Lately, my heart has been heavy.
It seems all around us the world is continuing to get darker and darker. The tenuous fabric of the human race is unraveling into greater and greater chaos. Sickness and disease run rampant. Dysfunction plagues families. Stress torments minds. Neighbor rises against neighbor, giving in to hatred and fear. And the list could go on and on...
On the days when the pains of life feel too sharp to bear, I’ve found in myself that longing feeling, like something is missing. It brings to my mind a quote by the acclaimed Christian author, C. S. Lewis:
"If I find in myself desires which nothing in this world can satisfy, the only logical explanation is that I was made for another world."
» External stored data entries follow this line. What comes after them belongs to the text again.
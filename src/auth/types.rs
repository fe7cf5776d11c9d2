// Authentication types

use serde::{Deserialize, Serialize};

/// Token data returned by a successful refresh
#[derive(Debug, Clone, PartialEq)]
pub struct TokenData {
    pub access_token: String,

    /// Only present when the server rotates the refresh token
    pub refresh_token: Option<String>,
}

/// Refresh endpoint request
#[derive(Serialize)]
pub struct RefreshRequest<'a> {
    pub refresh: &'a str,
}

/// Refresh endpoint response
#[derive(Deserialize)]
pub struct RefreshResponse {
    #[serde(default)]
    pub access: String,
    pub refresh: Option<String>,
}

/// Login endpoint request
#[derive(Serialize)]
pub struct LoginRequest<'a> {
    pub username: &'a str,
    pub password: &'a str,
}

/// Credential pair issued at login
#[derive(Debug, Clone, Deserialize, PartialEq)]
pub struct TokenPair {
    pub access: String,
    pub refresh: String,
}

/// Operator account summary returned with the login tokens
#[derive(Debug, Clone, Deserialize, PartialEq)]
pub struct UserSummary {
    #[serde(default)]
    pub id: Option<i64>,
    #[serde(default)]
    pub username: String,
    #[serde(default)]
    pub email: Option<String>,
}

/// Login endpoint response
#[derive(Debug, Clone, Deserialize)]
pub struct LoginResponse {
    pub tokens: TokenPair,
    #[serde(default)]
    pub user: Option<UserSummary>,
}
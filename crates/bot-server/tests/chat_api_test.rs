use std::sync::{Arc, Mutex};

use actix_web::{http::StatusCode, test, web, App};
use async_trait::async_trait;
use bot_core::{messages::EXAMPLE_PROMPTS, ChatHistory, Conversation, Turn};
use bot_llm::{ConversationalBackend, LLMError};
use bot_server::handlers::chat::{ChatResponse, UndoResponse};
use bot_server::{app_config, AppState};
use bot_session::{ChatBot, GenerationStrategy};

/// Answers with the reply count so repeated calls are distinguishable.
#[derive(Default)]
struct CountingPipeline {
    seen: Mutex<Vec<Conversation>>,
}

#[async_trait]
impl ConversationalBackend for CountingPipeline {
    async fn converse(&self, mut conversation: Conversation) -> bot_llm::Result<Conversation> {
        let mut seen = self.seen.lock().unwrap();
        seen.push(conversation.clone());

        let reply = format!("reply #{} to {}", seen.len(), conversation.text);
        let text = std::mem::take(&mut conversation.text);
        conversation.add_user_input(text);
        conversation.append_response(reply);
        Ok(conversation)
    }
}

struct FailingPipeline;

#[async_trait]
impl ConversationalBackend for FailingPipeline {
    async fn converse(&self, _conversation: Conversation) -> bot_llm::Result<Conversation> {
        Err(LLMError::Api {
            status: 503,
            body: "Model is currently loading".to_string(),
        })
    }
}

fn state_with(backend: Arc<dyn ConversationalBackend>) -> web::Data<AppState> {
    let bot = ChatBot::new(GenerationStrategy::Pipeline(backend));
    web::Data::new(AppState::new(bot))
}

#[actix_web::test]
async fn test_chat_appends_turn() {
    let pipeline = Arc::new(CountingPipeline::default());
    let app = test::init_service(
        App::new()
            .app_data(state_with(pipeline.clone()))
            .configure(app_config),
    )
    .await;

    let req = test::TestRequest::post()
        .uri("/api/chat")
        .set_json(serde_json::json!({
            "message": "And you?",
            "history": [{"user": "Hi", "bot": "Hello!"}]
        }))
        .to_request();
    let resp: ChatResponse = test::call_and_read_body_json(&app, req).await;

    assert_eq!(resp.reply, "reply #1 to And you?");
    assert_eq!(resp.history.len(), 2);
    assert_eq!(resp.history.turns()[1], Turn::new("And you?", "reply #1 to And you?"));

    let seen = pipeline.seen.lock().unwrap();
    assert_eq!(seen[0].past_user_inputs, vec!["Hi"]);
    assert_eq!(seen[0].generated_responses, vec!["Hello!"]);
}

#[actix_web::test]
async fn test_chat_blank_message_leaves_history_alone() {
    let pipeline = Arc::new(CountingPipeline::default());
    let app = test::init_service(
        App::new()
            .app_data(state_with(pipeline.clone()))
            .configure(app_config),
    )
    .await;

    let req = test::TestRequest::post()
        .uri("/api/chat")
        .set_json(serde_json::json!({"message": "   "}))
        .to_request();
    let resp: ChatResponse = test::call_and_read_body_json(&app, req).await;

    assert_eq!(resp.reply, "Please enter a message!");
    assert!(resp.history.is_empty());
    assert!(pipeline.seen.lock().unwrap().is_empty());
}

#[actix_web::test]
async fn test_chat_backend_error_becomes_reply() {
    let app = test::init_service(
        App::new()
            .app_data(state_with(Arc::new(FailingPipeline)))
            .configure(app_config),
    )
    .await;

    let req = test::TestRequest::post()
        .uri("/api/chat")
        .set_json(serde_json::json!({"message": "Hello"}))
        .to_request();
    let resp = test::call_service(&app, req).await;
    assert_eq!(resp.status(), StatusCode::OK);

    let body: ChatResponse = test::read_body_json(resp).await;
    assert_eq!(
        body.reply,
        "Error with pipeline method: API Error: 503 - Model is currently loading"
    );
    assert_eq!(body.history.len(), 1);
}

#[actix_web::test]
async fn test_retry_regenerates_last_turn() {
    let pipeline = Arc::new(CountingPipeline::default());
    let app = test::init_service(
        App::new()
            .app_data(state_with(pipeline.clone()))
            .configure(app_config),
    )
    .await;

    let history = ChatHistory::from(vec![
        Turn::new("Hi", "Hello!"),
        Turn::new("Tell me a joke", "No."),
    ]);
    let req = test::TestRequest::post()
        .uri("/api/retry")
        .set_json(serde_json::json!({ "history": history }))
        .to_request();
    let resp: ChatResponse = test::call_and_read_body_json(&app, req).await;

    assert_eq!(resp.reply, "reply #1 to Tell me a joke");
    assert_eq!(resp.history.len(), 2);
    assert_eq!(resp.history.turns()[0], Turn::new("Hi", "Hello!"));

    let seen = pipeline.seen.lock().unwrap();
    assert_eq!(seen[0].past_user_inputs, vec!["Hi"]);
}

#[actix_web::test]
async fn test_retry_and_undo_reject_empty_history() {
    let app = test::init_service(
        App::new()
            .app_data(state_with(Arc::new(CountingPipeline::default())))
            .configure(app_config),
    )
    .await;

    for uri in ["/api/retry", "/api/undo"] {
        let req = test::TestRequest::post()
            .uri(uri)
            .set_json(serde_json::json!({ "history": [] }))
            .to_request();
        let resp = test::call_service(&app, req).await;
        assert_eq!(resp.status(), StatusCode::BAD_REQUEST, "{}", uri);

        let body: serde_json::Value = test::read_body_json(resp).await;
        assert!(body["error"].is_string());
    }
}

#[actix_web::test]
async fn test_undo_returns_last_message() {
    let app = test::init_service(
        App::new()
            .app_data(state_with(Arc::new(CountingPipeline::default())))
            .configure(app_config),
    )
    .await;

    let history = ChatHistory::from(vec![
        Turn::new("Hi", "Hello!"),
        Turn::new("What's your favorite food?", "Pizza"),
    ]);
    let req = test::TestRequest::post()
        .uri("/api/undo")
        .set_json(serde_json::json!({ "history": history }))
        .to_request();
    let resp: UndoResponse = test::call_and_read_body_json(&app, req).await;

    assert_eq!(resp.message, "What's your favorite food?");
    assert_eq!(resp.history, ChatHistory::from(vec![Turn::new("Hi", "Hello!")]));
}

#[actix_web::test]
async fn test_examples_health_and_index() {
    let app = test::init_service(
        App::new()
            .app_data(state_with(Arc::new(CountingPipeline::default())))
            .configure(app_config),
    )
    .await;

    let req = test::TestRequest::get().uri("/api/examples").to_request();
    let examples: Vec<String> = test::call_and_read_body_json(&app, req).await;
    assert_eq!(examples, EXAMPLE_PROMPTS);

    let req = test::TestRequest::get().uri("/api/health").to_request();
    let health: serde_json::Value = test::call_and_read_body_json(&app, req).await;
    assert_eq!(health["status"], "ok");
    assert_eq!(health["strategy"], "pipeline");

    let req = test::TestRequest::get().uri("/").to_request();
    let resp = test::call_service(&app, req).await;
    assert_eq!(resp.status(), StatusCode::OK);
    let body = test::read_body(resp).await;
    let html = String::from_utf8_lossy(&body);
    assert!(html.contains("AI Chatbot"));
    // Example buttons appear after load; busy() looks buttons up per call.
    assert!(html.contains(
        "function busy(flag) {\n      document.querySelectorAll(\"button\")"
    ));
}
~ Mere Christianity, C. S. Lewis
Lewis was correct. We were not made for this place of pain and strife. When God formed us, He did so with the intention of bringing us up out of this broken existence and into another home. Our true home.
Jesus spoke this promise to us Himself in John 14:2-3:
“In my Father's house are many mansions: if it were not so, I would have told you. I go to prepare a place for you. And if I go and prepare a place for you, I will come again, and receive you unto myself; that where I am, there ye may be also.”
John 4:2-3 KJV
Those words feel like a balm to my soul. As Christians, the hope and promise of Heaven is one of the greatest gifts our God gives us, if not the greatest gift, because even salvation itself would have no purpose if not for the fact that it grants us entrance into eternal life
I remember when I was a little girl, hearing about the return of Jesus made me feel almost panicked inside. I would think, “No, not yet, Lord! There’s too much I want to do! I want to get married, I want to have kids, I want… I want… I want.”
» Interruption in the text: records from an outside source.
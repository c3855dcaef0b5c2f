pub mod chat;
pub mod page;
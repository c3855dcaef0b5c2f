use actix_web::{web, HttpResponse, Responder};
use bot_core::ChatHistory;
use bot_session::ChatBot;
use serde::{Deserialize, Serialize};

use crate::state::AppState;

#[derive(Debug, Deserialize)]
pub struct ChatRequest {
    pub message: String,
    #[serde(default)]
    pub history: ChatHistory,
}

#[derive(Debug, Deserialize)]
pub struct HistoryRequest {
    #[serde(default)]
    pub history: ChatHistory,
}

#[derive(Debug, Serialize, Deserialize)]
pub struct ChatResponse {
    pub reply: String,
    pub history: ChatHistory,
}

#[derive(Debug, Serialize, Deserialize)]
pub struct UndoResponse {
    /// The user message that was taken back, so the UI can put it back in the
    /// input box.
    pub message: String,
    pub history: ChatHistory,
}

pub async fn send(state: web::Data<AppState>, req: web::Json<ChatRequest>) -> impl Responder {
    let ChatRequest { message, history } = req.into_inner();
    log::debug!("Chat message with {} prior turns", history.len());

    let (reply, history) = state.bot.send(&message, history).await;

    HttpResponse::Ok().json(ChatResponse { reply, history })
}

pub async fn retry(state: web::Data<AppState>, req: web::Json<HistoryRequest>) -> impl Responder {
    match state.bot.retry(req.into_inner().history).await {
        Some((reply, history)) => HttpResponse::Ok().json(ChatResponse { reply, history }),
        None => HttpResponse::BadRequest().json(serde_json::json!({
            "error": "Nothing to retry"
        })),
    }
}

pub async fn undo(req: web::Json<HistoryRequest>) -> impl Responder {
    match ChatBot::undo(req.into_inner().history) {
        Some((message, history)) => HttpResponse::Ok().json(UndoResponse { message, history }),
        None => HttpResponse::BadRequest().json(serde_json::json!({
            "error": "Nothing to undo"
        })),
    }
}

#[cfg(test)]
mod tests {
    use super::*;

    #[test]
    fn chat_request_without_history_defaults_to_empty() {
        let request: ChatRequest = serde_json::from_str(r#"{"message": "Hello"}"#).unwrap();

        assert_eq!(request.message, "Hello");
        assert!(request.history.is_empty());
    }

    #[test]
    fn chat_request_with_history() {
        let json = r#"{
            "message": "And you?",
            "history": [{"user": "How are you?", "bot": "Great"}]
        }"#;

        let request: ChatRequest = serde_json::from_str(json).unwrap();
        assert_eq!(request.history.len(), 1);
        assert_eq!(request.history.turns()[0].bot, "Great");
    }
}
use async_trait::async_trait;
use bot_core::Conversation;
use reqwest::Client;
use serde::{Deserialize, Serialize};

use super::common::{ensure_success, RequestOptions};
use crate::config::HuggingFaceConfig;
use crate::provider::{ConversationalBackend, LLMError, Result};

#[derive(Serialize)]
struct ConversationalRequest<'a> {
    inputs: &'a Conversation,
    options: RequestOptions,
}

#[derive(Deserialize)]
struct ConversationalResponse {
    #[serde(default)]
    generated_text: Option<String>,
    #[serde(default)]
    conversation: Option<Conversation>,
}

/// Hosted conversational pipeline.
pub struct HuggingFaceConversational {
    client: Client,
    config: HuggingFaceConfig,
    model: String,
}

impl HuggingFaceConversational {
    pub fn new(config: HuggingFaceConfig, model: impl Into<String>) -> Self {
        Self {
            client: Client::new(),
            config,
            model: model.into(),
        }
    }
}

#[async_trait]
impl ConversationalBackend for HuggingFaceConversational {
    async fn converse(&self, conversation: Conversation) -> Result<Conversation> {
        let body = ConversationalRequest {
            inputs: &conversation,
            options: RequestOptions::default(),
        };

        log::debug!(
            "Conversational request to {} with {} prior turns",
            self.model,
            conversation.past_user_inputs.len()
        );

        let response = self
            .config
            .authorize(self.client.post(self.config.model_url(&self.model)))
            .json(&body)
            .send()
            .await?;
        let response = ensure_success(response).await?;
        let ConversationalResponse {
            generated_text,
            conversation: returned,
        } = response.json().await?;

        let mut updated = returned.unwrap_or_else(|| {
            let mut updated = conversation.clone();
            let text = std::mem::take(&mut updated.text);
            updated.add_user_input(text);
            updated
        });

        if updated.generated_responses.len() < updated.past_user_inputs.len() {
            let reply = generated_text.ok_or(LLMError::EmptyResponse)?;
            updated.append_response(reply);
        }
        updated.text.clear();

        Ok(updated)
    }
}
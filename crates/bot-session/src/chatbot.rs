use bot_core::messages::{
    direct_error_reply, pipeline_error_reply, EMPTY_MESSAGE_PROMPT, FALLBACK_REPLY,
};
use bot_core::{ChatHistory, Conversation, GenerationParams, Turn};
use bot_llm::{ConversationalBackend, LLMError, TextGenerationBackend};

use crate::prompt::{build_prompt, extract_reply};
use crate::strategy::GenerationStrategy;

/// Turns handed to the conversational pipeline.
pub const PIPELINE_HISTORY_LIMIT: usize = 10;
/// Turns rendered into the direct prompt.
pub const DIRECT_HISTORY_LIMIT: usize = 5;

/// Answers chat messages. Holds no conversation state of its own: every call
/// gets the history from the caller.
#[derive(Debug, Clone)]
pub struct ChatBot {
    strategy: GenerationStrategy,
}

impl ChatBot {
    pub fn new(strategy: GenerationStrategy) -> Self {
        Self { strategy }
    }

    pub fn strategy(&self) -> &GenerationStrategy {
        &self.strategy
    }

    /// Produce a reply for `message`. Never fails: problems come back as text.
    pub async fn respond(&self, message: &str, history: &ChatHistory) -> String {
        if message.trim().is_empty() {
            return EMPTY_MESSAGE_PROMPT.to_string();
        }

        match &self.strategy {
            GenerationStrategy::Pipeline(backend) => {
                respond_with_pipeline(backend.as_ref(), message, history).await
            }
            GenerationStrategy::Direct {
                backend,
                params,
                eos_token,
            } => respond_directly(backend.as_ref(), params, eos_token, message, history).await,
        }
    }

    /// Reply to `message` and record the exchange. Blank messages are answered
    /// but not recorded.
    pub async fn send(&self, message: &str, mut history: ChatHistory) -> (String, ChatHistory) {
        let reply = self.respond(message, &history).await;
        if !message.trim().is_empty() {
            history.push(Turn::new(message, reply.clone()));
        }
        (reply, history)
    }

    /// Drop the last exchange and answer its message again.
    pub async fn retry(&self, mut history: ChatHistory) -> Option<(String, ChatHistory)> {
        let message = history.take_for_retry()?;
        log::debug!("Retrying message: {}", message);
        Some(self.send(&message, history).await)
    }

    /// Drop the last exchange, returning its user message.
    pub fn undo(mut history: ChatHistory) -> Option<(String, ChatHistory)> {
        let turn = history.undo()?;
        Some((turn.user, history))
    }
}

async fn respond_with_pipeline(
    backend: &dyn ConversationalBackend,
    message: &str,
    history: &ChatHistory,
) -> String {
    let conversation = Conversation::from_turns(history.recent(PIPELINE_HISTORY_LIMIT), message);

    let result = backend.converse(conversation).await.and_then(|updated| {
        updated
            .latest_response()
            .map(str::to_string)
            .ok_or(LLMError::EmptyResponse)
    });

    match result {
        Ok(reply) => reply,
        Err(error) => {
            log::error!("Pipeline generation failed: {}", error);
            pipeline_error_reply(error)
        }
    }
}

async fn respond_directly(
    backend: &dyn TextGenerationBackend,
    params: &GenerationParams,
    eos_token: &str,
    message: &str,
    history: &ChatHistory,
) -> String {
    let prompt = build_prompt(history.recent(DIRECT_HISTORY_LIMIT), message, eos_token);

    match backend.generate(&prompt, params).await {
        Ok(generated) => {
            let reply = extract_reply(&generated, &prompt);
            if reply.is_empty() {
                FALLBACK_REPLY.to_string()
            } else {
                reply
            }
        }
        Err(error) => {
            log::error!("Direct generation failed: {}", error);
            direct_error_reply(error)
        }
    }
}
Heaven sometimes felt like more of a death to my dreams than an eternal paradise. But the older I’ve gotten, the more I have come to realize--and regret--the foolishness of those thoughts. Of course, I love my life on earth and there is so much I still want to do with it. I have dreams I’d like to see become reality, goals to meet, and I dearly hope to be a mother someday. But now, I can see that all of that is trivial when compared to the beauty of eternal life with our Lord and Savior.
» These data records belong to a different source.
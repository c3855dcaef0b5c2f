use reqwest::Client;
use serde::Deserialize;

use crate::config::HuggingFaceConfig;
use crate::provider::{LLMError, Result};
use crate::providers::common::ensure_success;

pub const CONVERSATIONAL_PIPELINE: &str = "conversational";

/// The parts of the Hub model card we care about.
#[derive(Debug, Clone, Deserialize)]
pub struct ModelInfo {
    #[serde(default)]
    pub id: String,
    #[serde(default)]
    pub pipeline_tag: Option<String>,
}

pub struct HubClient {
    client: Client,
    config: HuggingFaceConfig,
}

impl HubClient {
    pub fn new(config: HuggingFaceConfig) -> Self {
        Self {
            client: Client::new(),
            config,
        }
    }

    pub async fn model_info(&self, model: &str) -> Result<ModelInfo> {
        let response = self
            .config
            .authorize(self.client.get(self.config.model_info_url(model)))
            .send()
            .await?;
        let response = ensure_success(response).await?;

        Ok(response.json().await?)
    }

    /// Fetch the model card and check that it advertises `pipeline`.
    pub async fn require_pipeline(&self, model: &str, pipeline: &str) -> Result<ModelInfo> {
        let info = self.model_info(model).await?;
        match info.pipeline_tag.as_deref() {
            Some(tag) if tag == pipeline => Ok(info),
            other => Err(LLMError::UnsupportedPipeline {
                model: model.to_string(),
                expected: pipeline.to_string(),
                found: other.unwrap_or("none").to_string(),
            }),
        }
    }
}
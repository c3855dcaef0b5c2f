use actix_web::{http::header::ContentType, web, HttpResponse};
use bot_core::messages::EMPTY_SYMPTOMS_PROMPT;
use serde::Deserialize;
use tera::Context;

use crate::error::Result;
use crate::state::WebState;
use crate::templates::{INDEX_TEMPLATE, RESULT_TEMPLATE};

#[derive(Debug, Deserialize)]
pub struct SymptomForm {
    pub symptoms: Option<String>,
}

pub async fn index(state: web::Data<WebState>) -> Result<HttpResponse> {
    let html = state.templates.render(INDEX_TEMPLATE, &Context::new())?;
    Ok(html_response(html))
}

pub async fn check(
    state: web::Data<WebState>,
    form: Option<web::Form<SymptomForm>>,
) -> Result<HttpResponse> {
    // A missing or non-form body counts as an absent field.
    let symptoms = form.and_then(|form| form.into_inner().symptoms);
    let result = match symptoms {
        Some(symptoms) if !symptoms.trim().is_empty() => {
            log::info!("Checking symptoms ({} chars)", symptoms.chars().count());
            state.analyzer.analyze(&symptoms).await
        }
        _ => EMPTY_SYMPTOMS_PROMPT.to_string(),
    };

    let mut context = Context::new();
    context.insert("result", &result);
    let html = state.templates.render(RESULT_TEMPLATE, &context)?;
    Ok(html_response(html))
}

fn html_response(html: String) -> HttpResponse {
    HttpResponse::Ok()
        .content_type(ContentType::html())
        .body(html)
}
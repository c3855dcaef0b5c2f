use std::fmt::{self, Display};
use std::str::FromStr;
use std::sync::Arc;

use bot_core::GenerationParams;
use bot_llm::{ConversationalBackend, TextGenerationBackend};

use crate::error::SessionError;

/// How replies are produced. Chosen once when the bot starts.
#[derive(Clone)]
pub enum GenerationStrategy {
    /// Hand the whole conversation to a conversational pipeline.
    Pipeline(Arc<dyn ConversationalBackend>),
    /// Build a transcript prompt and continue it with a text generator.
    Direct {
        backend: Arc<dyn TextGenerationBackend>,
        params: GenerationParams,
        eos_token: String,
    },
}

impl GenerationStrategy {
    pub fn name(&self) -> &'static str {
        match self {
            GenerationStrategy::Pipeline(_) => "pipeline",
            GenerationStrategy::Direct { .. } => "direct",
        }
    }
}

impl fmt::Debug for GenerationStrategy {
    fn fmt(&self, f: &mut fmt::Formatter<'_>) -> fmt::Result {
        match self {
            GenerationStrategy::Pipeline(_) => f.write_str("Pipeline"),
            GenerationStrategy::Direct {
                params, eos_token, ..
            } => f
                .debug_struct("Direct")
                .field("params", params)
                .field("eos_token", eos_token)
                .finish(),
        }
    }
}

/// Which strategy the operator asked for.
#[derive(Debug, Clone, Copy, Default, PartialEq, Eq)]
pub enum StrategyPreference {
    /// Use the pipeline when the model supports it, otherwise go direct.
    #[default]
    Auto,
    Pipeline,
    Direct,
}

impl Display for StrategyPreference {
    fn fmt(&self, f: &mut fmt::Formatter<'_>) -> fmt::Result {
        match self {
            StrategyPreference::Auto => write!(f, "auto"),
            StrategyPreference::Pipeline => write!(f, "pipeline"),
            StrategyPreference::Direct => write!(f, "direct"),
        }
    }
}

impl FromStr for StrategyPreference {
    type Err = SessionError;

    fn from_str(s: &str) -> Result<Self, Self::Err> {
        match s.trim().to_lowercase().as_str() {
            "auto" => Ok(StrategyPreference::Auto),
            "pipeline" => Ok(StrategyPreference::Pipeline),
            "direct" => Ok(StrategyPreference::Direct),
            other => Err(SessionError::UnknownStrategy(other.to_string())),
        }
    }
}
My family recently lost a close family member--my great-uncle. He was a mighty man of God--a preacher, in fact--and was always known for telling the best jokes. The news of his passing after a battle with Alzheimer’s felt like a rock settling in my chest. Even though he lived a thousand miles away from me, in Florida, I loved him and, more importantly, knew how much he was loved by my grandmother and other family members that knew him better than I did. My heart broke for my grandmother who had just lost her only brother and couldn’t even be at his side when he passed. An aching hurt welled up inside, but then I reminded myself that this is not the end. We have the hope of another world beyond this one. A place where we will be reunited with our loved ones. A place where Alzheimer's, and Parkinson's, and cancer cannot exist. A place where all chaos will die and only peace with reign. The bonds of this fallen world can’t hold us down, because those chains are broken the moment salvation covers your soul.
The end of my uncle’s struggle in this life was not a loss. It was a gain.
“For to me to live is Christ, and to die is gain.”
Phillipians 1:21 KJV
The power of the grave is null and void. Death is overturned. Hell is defeated. Because Jesus lives and grants His life to us, as well.
Oh, what a beautiful thought!
All of these musings about this hope we have brings to my mind an old song that my precious grandmother used to sing--and every once in awhile, still sings--in church. Here are some of the lyrics:
This old house I’m living in is needing repair
The windows and the shutters are letting in the cold, cold air
I say to myself, I’m gonna fix them when I can get the time
But all I’ve been getting lately is leaving on on mind
Lately all I’ve got is leavin’ on my mind
Seems that’s all I’m thinkin’ about most of the time
Soon and very soon I’ll leave my troubles far behind
Lately I’ve got leavin’, leavin’ on my mind
I guess I should be looking for a better place to live
I can’t seem to get excited about this world and what it can give
I couldn’t care less if I could buy it all with a solitary dime
What good would a world down here do me with leaving on my mind
~ “Leaving on My Mind,” Rusty Goodman
The pleasures of this world lose their luster more every year, and all the riches of this earth will one day mean nothing. But the hope of Heaven is more precious than anything this earth can give, and the promise of that Other World sounds sweeter every day.